--- Information shown ---

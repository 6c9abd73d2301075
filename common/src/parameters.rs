use serde::{Deserialize, Serialize};

use crate::error::CommonError;

/// A helper struct. Deserialized from a run's toml file and handed to the
/// `wavetrain` crate, which validates the packet arrays on construction.
#[derive(Serialize, Deserialize, Debug, PartialEq)]
pub struct TomlParameters {
    /// Initial center position of each packet
    pub positions: Vec<f64>,
    /// Initial momentum of each packet
    pub momenta: Vec<f64>,
    /// Initial standard deviation of each packet
    pub widths: Vec<f64>,
    /// Mass of each packet
    pub masses: Vec<f64>,

    /// Freeze packet spreading (classical drift only)
    #[serde(default = "bool::default")]
    pub nospread: bool,

    /// Temporal domain of the evaluation grid
    pub time_limits: [f64; 2],
    /// Spatial domain of the evaluation grid
    pub position_limits: [f64; 2],
    /// Number of grid points along each of the two axes
    pub num_points: usize,

    /// Detector position for the fixed-position density series
    #[serde(default)]
    pub detector_position: f64,

    /// Name of the run (used for output file names)
    pub sim_name: String,
}

/// This function reads toml files
pub fn read_toml(path: &str) -> Result<TomlParameters, CommonError> {
    // Read toml config file
    let toml_contents: &str =
        &std::fs::read_to_string(path).map_err(|_| CommonError::TomlReadError {
            path: path.to_string(),
        })?;

    // Return parsed toml from str
    toml::from_str(toml_contents).map_err(|e| CommonError::TomlParseError {
        msg: format!("{e:?}"),
    })
}

#[test]
fn test_parse_full_toml() {
    let sample = r#"
        positions = [-4.0, 0.0, 4.0]
        momenta = [1.0, 0.0, -1.0]
        widths = [0.5, 1.0, 0.5]
        masses = [1.0, 1.0, 1.0]
        nospread = true
        time_limits = [0.0, 10.0]
        position_limits = [-12.0, 12.0]
        num_points = 256
        detector_position = 2.5
        sim_name = "three-packet-train"
    "#;

    let params: TomlParameters = toml::from_str(sample).unwrap();
    assert_eq!(params.positions, vec![-4.0, 0.0, 4.0]);
    assert_eq!(params.momenta, vec![1.0, 0.0, -1.0]);
    assert_eq!(params.widths, vec![0.5, 1.0, 0.5]);
    assert_eq!(params.masses, vec![1.0, 1.0, 1.0]);
    assert!(params.nospread);
    assert_eq!(params.time_limits, [0.0, 10.0]);
    assert_eq!(params.position_limits, [-12.0, 12.0]);
    assert_eq!(params.num_points, 256);
    assert_eq!(params.detector_position, 2.5);
    assert_eq!(params.sim_name, "three-packet-train");
}

#[test]
fn test_parse_toml_defaults() {
    // nospread and detector_position are optional
    let sample = r#"
        positions = [0.0]
        momenta = [0.0]
        widths = [1.0]
        masses = [1.0]
        time_limits = [0.0, 1.0]
        position_limits = [-5.0, 5.0]
        num_points = 64
        sim_name = "single-packet"
    "#;

    let params: TomlParameters = toml::from_str(sample).unwrap();
    assert!(!params.nospread);
    assert_eq!(params.detector_position, 0.0);
}

#[test]
fn test_missing_field_is_a_parse_error() {
    // no masses array
    let sample = r#"
        positions = [0.0]
        momenta = [0.0]
        widths = [1.0]
        time_limits = [0.0, 1.0]
        position_limits = [-5.0, 5.0]
        num_points = 64
        sim_name = "incomplete"
    "#;

    assert!(toml::from_str::<TomlParameters>(sample).is_err());
}
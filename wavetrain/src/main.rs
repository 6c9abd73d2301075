use clap::Parser;
use ndarray::Array1;
use std::time::Instant;

use wavetrain::ensemble::WavePacketEnsemble;
use wavetrain::utils::io::{complex_to_disk, density_to_disk};
use wavetrain_common::read_toml;

#[derive(Parser)]
pub struct CommandLineArguments {
    /// Path to the run's parameter toml
    #[clap(long, short)]
    toml: String,

    /// Also dump the complex wavefunction over the grid
    #[clap(long)]
    wavefunction: bool,
}

fn main() -> anyhow::Result<()> {
    // Start timer
    let now = Instant::now();

    // Parse path to toml
    let args = CommandLineArguments::parse();
    let params = read_toml(&args.toml)?;

    // New ensemble from the packet parameter arrays
    let ensemble = WavePacketEnsemble::new(
        params.positions,
        params.momenta,
        params.widths,
        params.masses,
        params.nospread,
    )?;
    println!("Wave Packet Ensemble\n{}", ensemble);

    // Evaluation grids
    let times = Array1::linspace(
        params.time_limits[0],
        params.time_limits[1],
        params.num_points,
    );
    let positions = Array1::linspace(
        params.position_limits[0],
        params.position_limits[1],
        params.num_points,
    );

    // Time-position density field and fixed-detector series for the
    // downstream plotting tooling
    let field = ensemble.density_field(&times, &positions)?;
    let series = ensemble.detector_series(&times, params.detector_position)?;
    density_to_disk(format!("{}_density.npy", params.sim_name), &field)?;
    density_to_disk(format!("{}_detector.npy", params.sim_name), &series)?;

    if args.wavefunction {
        let ψ = ensemble.superposition_field(&times, &positions)?;
        for handle in complex_to_disk(format!("{}_psi", params.sim_name), &ψ.into_dyn())? {
            handle
                .join()
                .expect("npy writer thread panicked");
        }
    }

    println!("Finished evaluation in {} seconds", now.elapsed().as_secs());
    Ok(())
}
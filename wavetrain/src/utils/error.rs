use thiserror::Error;

#[derive(Error, Debug, PartialEq)]
pub enum EnsembleError {
    #[error("packet parameter arrays have mismatched lengths: positions {positions:}, momenta {momenta:}, widths {widths:}, masses {masses:}")]
    MismatchedLengths {
        positions: usize,
        momenta: usize,
        widths: usize,
        masses: usize,
    },

    #[error("An ensemble must contain at least one packet")]
    Empty,

    #[error("Packet widths must be strictly positive; widths[{index:}] = {value:}")]
    NonPositiveWidth { index: usize, value: f64 },

    #[error("Packet masses must be nonzero; masses[{index:}] = 0")]
    ZeroMass { index: usize },

    #[error("Packet index {index:} is out of bounds for an ensemble of {count:} packets")]
    IndexOutOfRange { index: usize, count: usize },

    #[error("Time and position grids are not broadcast compatible: {t_shape:?} vs {x_shape:?}")]
    ShapeMismatch {
        t_shape: Vec<usize>,
        x_shape: Vec<usize>,
    },
}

---

Task statement: Scan the material above for the string "CommandLineArguments", and copy every line where it is found.

Response:
pub struct CommandLineArguments {
    let args = CommandLineArguments::parse();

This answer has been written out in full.